Task statement: Going through the entries below, count each line containing the word "Kubernetes". Report the number only.

Records for the task:
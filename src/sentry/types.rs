//! # Sentry Types
//!
//! Response payloads and request bodies of the Sentry REST API.
//! Only the fields the operator reads are modelled; unknown fields are ignored.

use serde::{Deserialize, Serialize};

/// A Sentry team
#[derive(Debug, Clone, Default, PartialEq, Eq, Deserialize, Serialize)]
#[serde(default)]
pub struct Team {
    pub id: String,
    pub slug: String,
    pub name: String,
}

/// Team reference embedded in a project payload
#[derive(Debug, Clone, Default, PartialEq, Eq, Deserialize, Serialize)]
#[serde(default)]
pub struct TeamRef {
    pub id: String,
    pub slug: String,
    pub name: String,
}

/// A Sentry project
#[derive(Debug, Clone, Default, PartialEq, Eq, Deserialize, Serialize)]
#[serde(default)]
pub struct Project {
    pub id: String,
    pub slug: String,
    pub name: String,
    /// Owning team; absent once the team has been deleted
    pub team: Option<TeamRef>,
}

/// DSN variants of a client key
#[derive(Debug, Clone, Default, PartialEq, Eq, Deserialize, Serialize)]
#[serde(default)]
pub struct Dsn {
    pub public: String,
    pub secret: String,
    pub csp: String,
    pub security: String,
    pub minidump: String,
    pub cdn: String,
}

/// A Sentry client key (DSN)
#[derive(Debug, Clone, Default, PartialEq, Eq, Deserialize, Serialize)]
#[serde(default, rename_all = "camelCase")]
pub struct ProjectKey {
    pub id: String,
    pub name: String,
    pub project_id: i64,
    pub is_active: bool,
    pub dsn: Dsn,
}

/// Body of `POST organizations/{org}/teams/` and `PUT teams/{org}/{team}/`
#[derive(Debug, Clone, Default, PartialEq, Eq, Serialize)]
pub struct TeamParams {
    pub name: String,
    #[serde(skip_serializing_if = "Option::is_none")]
    pub slug: Option<String>,
}

/// Body of `POST teams/{org}/{team}/projects/` and `PUT projects/{org}/{project}/`
#[derive(Debug, Clone, Default, PartialEq, Eq, Serialize)]
pub struct ProjectParams {
    pub name: String,
    pub slug: String,
}

/// Body of `POST projects/{org}/{project}/keys/` and `PUT .../keys/{id}/`
#[derive(Debug, Clone, Default, PartialEq, Eq, Serialize)]
pub struct KeyParams {
    #[serde(skip_serializing_if = "Option::is_none")]
    pub name: Option<String>,
}
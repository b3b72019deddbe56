//! # DSN Secret
//!
//! Renders the Secret generated for a ProjectKey. The Secret is rebuilt from
//! scratch on every sync and applied whole, so stale values never survive.

use super::error::ReconcileError;
use crate::constants::{DSN_SECRET_KEY, DSN_SECRET_PREFIX};
use crate::crd::ProjectKey;
use crate::sentry;
use k8s_openapi::api::core::v1::Secret;
use k8s_openapi::ByteString;
use kube::api::ObjectMeta;
use kube::{Resource, ResourceExt};
use std::collections::BTreeMap;

/// Name of the Secret generated for a ProjectKey
pub fn dsn_secret_name(key: &ProjectKey) -> String {
    format!("{DSN_SECRET_PREFIX}{}", key.name_any())
}

/// Build the DSN Secret for `key` from the Sentry key it was synced to
///
/// # Errors
///
/// Returns [`ReconcileError::InvalidObject`] when the ProjectKey has no uid,
/// since the owner reference cannot be built.
pub fn dsn_secret(key: &ProjectKey, remote: &sentry::ProjectKey) -> Result<Secret, ReconcileError> {
    let owner = key.controller_owner_ref(&()).ok_or_else(|| {
        ReconcileError::InvalidObject(format!(
            "ProjectKey {} has no uid, cannot own its Secret",
            key.name_any()
        ))
    })?;

    let labels = key.labels().clone();
    let annotations = key.annotations().clone();

    Ok(Secret {
        metadata: ObjectMeta {
            name: Some(dsn_secret_name(key)),
            namespace: key.namespace(),
            labels: (!labels.is_empty()).then_some(labels),
            annotations: (!annotations.is_empty()).then_some(annotations),
            owner_references: Some(vec![owner]),
            ..ObjectMeta::default()
        },
        data: Some(BTreeMap::from([(
            DSN_SECRET_KEY.to_string(),
            ByteString(remote.dsn.public.clone().into_bytes()),
        )])),
        ..Secret::default()
    })
}
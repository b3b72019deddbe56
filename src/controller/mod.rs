//! # Controller
//!
//! Reconciliation logic for the Sentry resources.
//!
//! - `reconciler` - generic reconcile state machine, error classification, stores
//! - `kinds` - Team, Project and ProjectKey strategies
//! - `backoff` - per-object error backoff
//! - `server` - metrics and probe HTTP server

pub mod backoff;
pub mod kinds;
pub mod reconciler;
pub mod server;
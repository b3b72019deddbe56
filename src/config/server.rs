//! # Server Configuration
//!
//! HTTP server settings loaded from environment variables.

use super::var_or_default;
use crate::constants::{
    DEFAULT_METRICS_PORT, DEFAULT_SERVER_POLL_INTERVAL_MS, DEFAULT_SERVER_STARTUP_TIMEOUT_SECS,
};

/// Settings of the metrics and probe server
#[derive(Debug, Clone, PartialEq, Eq)]
pub struct ServerConfig {
    /// Port serving `/metrics`, `/healthz` and `/readyz`
    pub metrics_port: u16,
    /// Seconds to wait for the server to bind before startup fails
    pub startup_timeout_secs: u64,
    /// Milliseconds between readiness checks while waiting
    pub poll_interval_ms: u64,
}

impl Default for ServerConfig {
    fn default() -> Self {
        Self {
            metrics_port: DEFAULT_METRICS_PORT,
            startup_timeout_secs: DEFAULT_SERVER_STARTUP_TIMEOUT_SECS,
            poll_interval_ms: DEFAULT_SERVER_POLL_INTERVAL_MS,
        }
    }
}

impl ServerConfig {
    /// Read `METRICS_PORT`, `SERVER_STARTUP_TIMEOUT_SECS` and `SERVER_POLL_INTERVAL_MS`
    pub fn from_env() -> Self {
        Self::from_lookup(super::env_lookup)
    }

    /// Load configuration from an arbitrary variable source
    pub fn from_lookup(lookup: impl Fn(&str) -> Option<String>) -> Self {
        Self {
            metrics_port: var_or_default(&lookup, "METRICS_PORT", DEFAULT_METRICS_PORT),
            startup_timeout_secs: var_or_default(
                &lookup,
                "SERVER_STARTUP_TIMEOUT_SECS",
                DEFAULT_SERVER_STARTUP_TIMEOUT_SECS,
            ),
            poll_interval_ms: var_or_default(
                &lookup,
                "SERVER_POLL_INTERVAL_MS",
                DEFAULT_SERVER_POLL_INTERVAL_MS,
            ),
        }
    }
}
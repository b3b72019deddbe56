//! ProjectKey reconciliation and the generated DSN Secret.

use super::common::*;
use sentry_operator::controller::kinds::ProjectKeyKind;
use sentry_operator::controller::reconciler::{ReconcileError, Reconciled};
use sentry_operator::crd::{ProjectKey, ProjectKeySpec, SyncCondition, SyncedResource};
use k8s_openapi::api::core::v1::Secret;
use k8s_openapi::ByteString;
use kube::api::ObjectMeta;
use std::collections::BTreeMap;

const SECRET: &str = "sentry-projectkey-web";

fn project_key(project: &str) -> ProjectKey {
    ProjectKey::new(
        "web",
        ProjectKeySpec {
            project: project.to_string(),
            name: Some("Web frontend".to_string()),
        },
    )
}

fn harness() -> Harness<ProjectKeyKind> {
    let h = project_key_harness();
    h.sentry.add_team("payments");
    h.sentry.add_project("payments", "checkout");
    h
}

async fn synced() -> Harness<ProjectKeyKind> {
    let h = harness();
    h.store.insert(project_key("checkout"));
    assert_eq!(h.reconcile("web").await.unwrap(), Reconciled::Created);
    h.sentry.clear_calls();
    h
}

fn key_id(h: &Harness<ProjectKeyKind>) -> String {
    h.object("web").remote_id().to_string()
}

#[tokio::test]
async fn test_create_writes_status_and_secret() {
    let h = harness();
    let project_id = h.sentry.projects()[0].id.clone();
    h.store.insert(project_key("checkout"));

    let result = h.reconcile("web").await.unwrap();

    assert_eq!(result, Reconciled::Created);
    assert_eq!(h.sentry.calls(), vec!["create_key:checkout"]);

    let obj = h.object("web");
    let status = obj.status.as_ref().unwrap();
    assert_eq!(status.sync.condition, Some(SyncCondition::Created));
    assert_eq!(status.project_id, project_id);
    let remote = &h.sentry.keys()[0];
    assert_eq!(status.sync.id, remote.id);
    assert_eq!(remote.name, "Web frontend");

    let secret = h.secrets.get(SECRET).unwrap();
    assert_eq!(h.secrets.dsn(SECRET).unwrap(), remote.dsn.public);
    assert_eq!(secret.metadata.namespace.as_deref(), Some(NS));
    let owner = &secret.metadata.owner_references.unwrap()[0];
    assert_eq!(owner.kind, "ProjectKey");
    assert_eq!(owner.name, "web");
    assert_eq!(owner.uid, "uid-web");
    assert_eq!(owner.controller, Some(true));
}

#[tokio::test]
async fn test_secret_is_replaced_whole() {
    let h = harness();
    h.secrets.put(Secret {
        metadata: ObjectMeta {
            name: Some(SECRET.to_string()),
            namespace: Some(NS.to_string()),
            ..ObjectMeta::default()
        },
        data: Some(BTreeMap::from([
            ("SENTRY_DSN".to_string(), ByteString(b"stale".to_vec())),
            ("EXTRA".to_string(), ByteString(b"leftover".to_vec())),
        ])),
        ..Secret::default()
    });
    h.store.insert(project_key("checkout"));

    h.reconcile("web").await.unwrap();

    let data = h.secrets.get(SECRET).unwrap().data.unwrap();
    assert_eq!(data.keys().collect::<Vec<_>>(), vec!["SENTRY_DSN"]);
    assert_ne!(h.secrets.dsn(SECRET).unwrap(), "stale");
}

#[tokio::test]
async fn test_update_looks_up_project_then_key() {
    let h = synced().await;
    let id = key_id(&h);

    h.store.edit("web", |k| k.spec.name = Some("Storefront".to_string()));
    let result = h.reconcile("web").await.unwrap();

    assert_eq!(result, Reconciled::Updated);
    assert_eq!(
        h.sentry.calls(),
        vec![
            "list_org_projects".to_string(),
            "list_keys:checkout".to_string(),
            format!("update_key:checkout:{id}"),
        ]
    );
    assert_eq!(h.sentry.keys()[0].name, "Storefront");
    assert_eq!(h.secrets.applies(), 2);
}

#[tokio::test]
async fn test_key_lookup_follows_pages() {
    let h = harness();
    for name in ["a", "b", "c"] {
        h.sentry.add_key("checkout", name);
    }
    h.store.insert(project_key("checkout"));
    h.reconcile("web").await.unwrap();
    h.sentry.clear_calls();

    let result = h.reconcile("web").await.unwrap();

    assert_eq!(result, Reconciled::Updated);
    assert_eq!(h.sentry.count_calls("list_keys:checkout"), 2);
    assert_eq!(h.sentry.count_calls("create_key"), 0);
}

#[tokio::test]
async fn test_delete_removes_key() {
    let h = synced().await;
    let id = key_id(&h);

    h.store.request_deletion("web");
    let result = h.reconcile("web").await.unwrap();

    assert_eq!(result, Reconciled::Deleted);
    assert_eq!(
        h.sentry.calls(),
        vec![
            "list_org_projects".to_string(),
            "list_keys:checkout".to_string(),
            format!("delete_key:checkout:{id}"),
        ]
    );
    assert!(h.sentry.keys().is_empty());
    assert!(h.store.object("web").is_none());
}

#[tokio::test]
async fn test_renamed_project_is_out_of_sync() {
    let h = synced().await;
    h.sentry.rename_project("checkout", "checkout-v2");

    let result = h.reconcile("web").await.unwrap();

    assert_eq!(result, Reconciled::Failed);
    assert_eq!(h.sentry.count_calls("update_key"), 0);
    let status = h.object("web").status.unwrap();
    assert_eq!(status.sync.condition, Some(SyncCondition::Error));
    assert_eq!(
        status.sync.message,
        "out of sync: ProjectKey's project could not be updated"
    );
}

#[tokio::test]
async fn test_project_change_is_rejected() {
    let h = synced().await;
    h.sentry.add_project("payments", "cart");

    h.store.edit("web", |k| k.spec.project = "cart".to_string());
    let result = h.reconcile("web").await.unwrap();

    assert_eq!(result, Reconciled::Failed);
    assert_eq!(h.sentry.count_calls("create_key"), 0);
}

#[tokio::test]
async fn test_deleted_project_skips_key_lookup() {
    let h = synced().await;
    h.sentry.remove_project("checkout");

    let err = h.reconcile("web").await.unwrap_err();

    // Parent gone: no key listing, and the create is retried until it returns
    assert!(matches!(err, ReconcileError::Remote(_)));
    assert_eq!(
        h.sentry.calls(),
        vec!["list_org_projects", "create_key:checkout"]
    );
}

#[tokio::test]
async fn test_deleted_key_is_recreated_with_new_dsn() {
    let h = synced().await;
    let old_id = key_id(&h);
    let old_dsn = h.secrets.dsn(SECRET).unwrap();
    h.sentry.remove_key(&old_id);

    let result = h.reconcile("web").await.unwrap();

    assert_eq!(result, Reconciled::Recreated);
    let new_id = key_id(&h);
    assert_ne!(new_id, old_id);
    let new_dsn = h.secrets.dsn(SECRET).unwrap();
    assert_ne!(new_dsn, old_dsn);
    assert_eq!(new_dsn, h.sentry.keys()[0].dsn.public);
}

#[tokio::test]
async fn test_secret_failure_is_retried() {
    let h = harness();
    h.store.insert(project_key("checkout"));
    h.secrets.fail_next();

    let err = h.reconcile("web").await.unwrap_err();

    assert!(matches!(err, ReconcileError::Store(_)));
    assert!(h.secrets.get(SECRET).is_none());
    let obj = h.object("web");
    assert_eq!(obj.status.unwrap().sync.condition, Some(SyncCondition::Error));

    let result = h.reconcile("web").await.unwrap();
    assert_eq!(result, Reconciled::Updated);
    assert!(h.secrets.get(SECRET).is_some());
    assert_eq!(h.sentry.keys().len(), 1);
}

#[tokio::test]
async fn test_missing_uid_is_terminal() {
    let h = harness();
    h.store.insert(project_key("checkout"));
    h.store.edit("web", |k| k.metadata.uid = None);

    let result = h.reconcile("web").await.unwrap();

    assert_eq!(result, Reconciled::Failed);
    assert!(h.secrets.get(SECRET).is_none());
    let status = h.object("web").status.unwrap();
    assert!(
        status.sync.message.starts_with("invalid object: "),
        "{}",
        status.sync.message
    );
}

#[tokio::test]
async fn test_key_list_server_error_is_retried_without_recreating() {
    let h = synced().await;
    let id = key_id(&h);
    h.sentry.fail_next("list_keys", 503, "unavailable");

    let err = h.reconcile("web").await.unwrap_err();

    assert!(matches!(err, ReconcileError::Remote(_)));
    assert_eq!(
        h.sentry.calls(),
        vec!["list_org_projects", "list_keys:checkout"]
    );
    assert_eq!(h.sentry.count_calls("create_"), 0);
    let obj = h.object("web");
    assert_eq!(obj.remote_id(), id);
    assert_eq!(
        obj.status.unwrap().sync.condition,
        Some(SyncCondition::Error)
    );
}
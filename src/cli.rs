//! # sentryctl
//!
//! Command-line interface for the Sentry operator.
//!
//! ## Usage
//!
//! ```bash
//! # List all managed Sentry resources
//! sentryctl list
//!
//! # List only project keys in one namespace
//! sentryctl list --kind projectkey -n shop
//!
//! # Show status of a Project
//! sentryctl status project checkout -n shop
//!
//! # Force a drift check of a Team on the next trigger
//! sentryctl reconcile team platform -n shop
//! ```

use anyhow::{Context, Result};
use clap::{Parser, Subcommand, ValueEnum};
use kube::api::{Api, ListParams, Patch, PatchParams};
use kube::{Client, Resource, ResourceExt};
use sentry_operator::constants::FIELD_MANAGER;
use sentry_operator::crd::{Project, ProjectKey, SyncedResource, Team};
use serde_json::json;

/// Sentry operator CLI
#[derive(Parser)]
#[command(name = "sentryctl")]
#[command(about = "Inspect Sentry resources managed by the Sentry operator", long_about = None)]
struct Cli {
    #[command(subcommand)]
    command: Commands,

    /// Kubernetes namespace (defaults to all namespaces for list, "default" otherwise)
    #[arg(short, long, global = true)]
    namespace: Option<String>,
}

#[derive(Subcommand)]
enum Commands {
    /// List managed resources with their sync state
    List {
        /// Only list resources of this kind
        #[arg(short, long, value_enum)]
        kind: Option<Kind>,
    },
    /// Show the status of one resource
    Status {
        #[arg(value_enum)]
        kind: Kind,
        name: String,
    },
    /// Make the operator re-check a resource against Sentry on its next trigger
    Reconcile {
        #[arg(value_enum)]
        kind: Kind,
        name: String,
    },
}

#[derive(Debug, Clone, Copy, PartialEq, Eq, ValueEnum)]
enum Kind {
    Team,
    Project,
    #[value(name = "projectkey")]
    ProjectKey,
}

impl Kind {
    const ALL: [Kind; 3] = [Kind::Team, Kind::Project, Kind::ProjectKey];

    fn name(self) -> &'static str {
        match self {
            Kind::Team => "Team",
            Kind::Project => "Project",
            Kind::ProjectKey => "ProjectKey",
        }
    }
}

/// One line of `sentryctl list`
#[derive(Debug, Clone, PartialEq, Eq)]
struct Row {
    kind: &'static str,
    namespace: String,
    name: String,
    condition: String,
    id: String,
    last_synced: String,
}

impl Row {
    fn from_object<K: SyncedResource>(kind: &'static str, obj: &K) -> Self {
        let status = obj.sync_status();
        let or_dash = |value: Option<String>| value.filter(|v| !v.is_empty()).unwrap_or_else(|| "-".to_string());
        Self {
            kind,
            namespace: obj.namespace().unwrap_or_default(),
            name: obj.name_any(),
            condition: or_dash(status.and_then(|s| s.condition).map(|c| c.to_string())),
            id: or_dash(status.map(|s| s.id.clone())),
            last_synced: or_dash(status.and_then(|s| s.last_synced.clone())),
        }
    }

    fn render(&self) -> String {
        format!(
            "{:<12} {:<20} {:<30} {:<10} {:<34} {}",
            self.kind, self.namespace, self.name, self.condition, self.id, self.last_synced
        )
    }
}

#[tokio::main]
async fn main() -> Result<()> {
    tracing_subscriber::fmt()
        .with_env_filter(
            tracing_subscriber::EnvFilter::try_from_default_env()
                .unwrap_or_else(|_| "sentryctl=info".into()),
        )
        .init();

    let cli = Cli::parse();

    let client = Client::try_default()
        .await
        .context("Failed to create Kubernetes client. Ensure kubeconfig is configured.")?;

    match cli.command {
        Commands::List { kind } => list_command(client, kind, cli.namespace).await,
        Commands::Status { kind, name } => {
            let ns = cli.namespace.unwrap_or_else(|| "default".to_string());
            match kind {
                Kind::Team => status_command::<Team>(client, kind, &ns, &name).await,
                Kind::Project => status_command::<Project>(client, kind, &ns, &name).await,
                Kind::ProjectKey => status_command::<ProjectKey>(client, kind, &ns, &name).await,
            }
        }
        Commands::Reconcile { kind, name } => {
            let ns = cli.namespace.unwrap_or_else(|| "default".to_string());
            match kind {
                Kind::Team => reconcile_command::<Team>(client, kind, &ns, &name).await,
                Kind::Project => reconcile_command::<Project>(client, kind, &ns, &name).await,
                Kind::ProjectKey => reconcile_command::<ProjectKey>(client, kind, &ns, &name).await,
            }
        }
    }
}

fn api<K: SyncedResource>(client: Client, namespace: Option<&str>) -> Api<K> {
    match namespace {
        Some(ns) => Api::namespaced(client, ns),
        None => Api::all(client),
    }
}

async fn list_rows<K: SyncedResource>(
    client: Client,
    kind: Kind,
    namespace: Option<&str>,
) -> Result<Vec<Row>> {
    let objects = api::<K>(client, namespace)
        .list(&ListParams::default())
        .await
        .with_context(|| format!("Failed to list {} resources", kind.name()))?;
    Ok(objects
        .items
        .iter()
        .map(|obj| Row::from_object(kind.name(), obj))
        .collect())
}

/// List managed resources
async fn list_command(client: Client, kind: Option<Kind>, namespace: Option<String>) -> Result<()> {
    let kinds = kind.map_or(Kind::ALL.to_vec(), |k| vec![k]);
    let ns = namespace.as_deref();

    let mut rows = Vec::new();
    for kind in kinds {
        let mut found = match kind {
            Kind::Team => list_rows::<Team>(client.clone(), kind, ns).await?,
            Kind::Project => list_rows::<Project>(client.clone(), kind, ns).await?,
            Kind::ProjectKey => list_rows::<ProjectKey>(client.clone(), kind, ns).await?,
        };
        rows.append(&mut found);
    }

    if rows.is_empty() {
        println!("No Sentry resources found.");
        return Ok(());
    }

    println!(
        "{:<12} {:<20} {:<30} {:<10} {:<34} {}",
        "KIND", "NAMESPACE", "NAME", "CONDITION", "ID", "LAST SYNCED"
    );
    for row in &rows {
        println!("{}", row.render());
    }
    Ok(())
}

/// Show detailed status of one resource
async fn status_command<K: SyncedResource>(
    client: Client,
    kind: Kind,
    namespace: &str,
    name: &str,
) -> Result<()> {
    let obj: K = api::<K>(client, Some(namespace))
        .get(name)
        .await
        .with_context(|| format!("Failed to get {} '{}/{}'", kind.name(), namespace, name))?;

    println!("{} '{}/{}':\n", kind.name(), namespace, name);
    if let Some(generation) = obj.meta().generation {
        println!("Generation: {generation}");
    }
    if !obj.finalizers().is_empty() {
        println!("Finalizers: {}", obj.finalizers().join(", "));
    }
    if obj.meta().deletion_timestamp.is_some() {
        println!("Deletion requested: yes");
    }

    let value = serde_json::to_value(&obj).context("Failed to serialize resource")?;
    println!("\nSpec:");
    print!("{}", indent(&serde_yaml::to_string(&value["spec"])?));

    match obj.sync_status() {
        Some(status) => {
            println!("\nStatus:");
            let condition = status.condition.map_or("-".to_string(), |c| c.to_string());
            println!("  Condition: {condition}");
            if !status.message.is_empty() {
                println!("  Message: {}", status.message);
            }
            println!("  ID: {}", status.id);
            if let Some(project_id) = value["status"]["projectId"].as_str() {
                println!("  Project ID: {project_id}");
            }
            println!(
                "  Last Synced: {}",
                status.last_synced.as_deref().unwrap_or("never")
            );
            if let Some(observed) = status.observed_generation {
                println!("  Observed Generation: {observed}");
            }
        }
        None => {
            println!("\nStatus: No status available (resource may not have been reconciled yet)");
        }
    }
    Ok(())
}

/// Clear the observed generation so the next trigger runs a full drift check
async fn reconcile_command<K: SyncedResource>(
    client: Client,
    kind: Kind,
    namespace: &str,
    name: &str,
) -> Result<()> {
    let patch = json!({ "status": { "observedGeneration": null } });
    api::<K>(client, Some(namespace))
        .patch_status(name, &PatchParams::apply(FIELD_MANAGER), &Patch::Merge(&patch))
        .await
        .with_context(|| {
            format!(
                "Failed to trigger reconciliation for {} '{}/{}'",
                kind.name(),
                namespace,
                name
            )
        })?;

    println!("Reconciliation requested for {} '{}/{}'", kind.name(), namespace, name);
    Ok(())
}

fn indent(text: &str) -> String {
    text.lines().map(|line| format!("  {line}\n")).collect()
}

Task solution: 2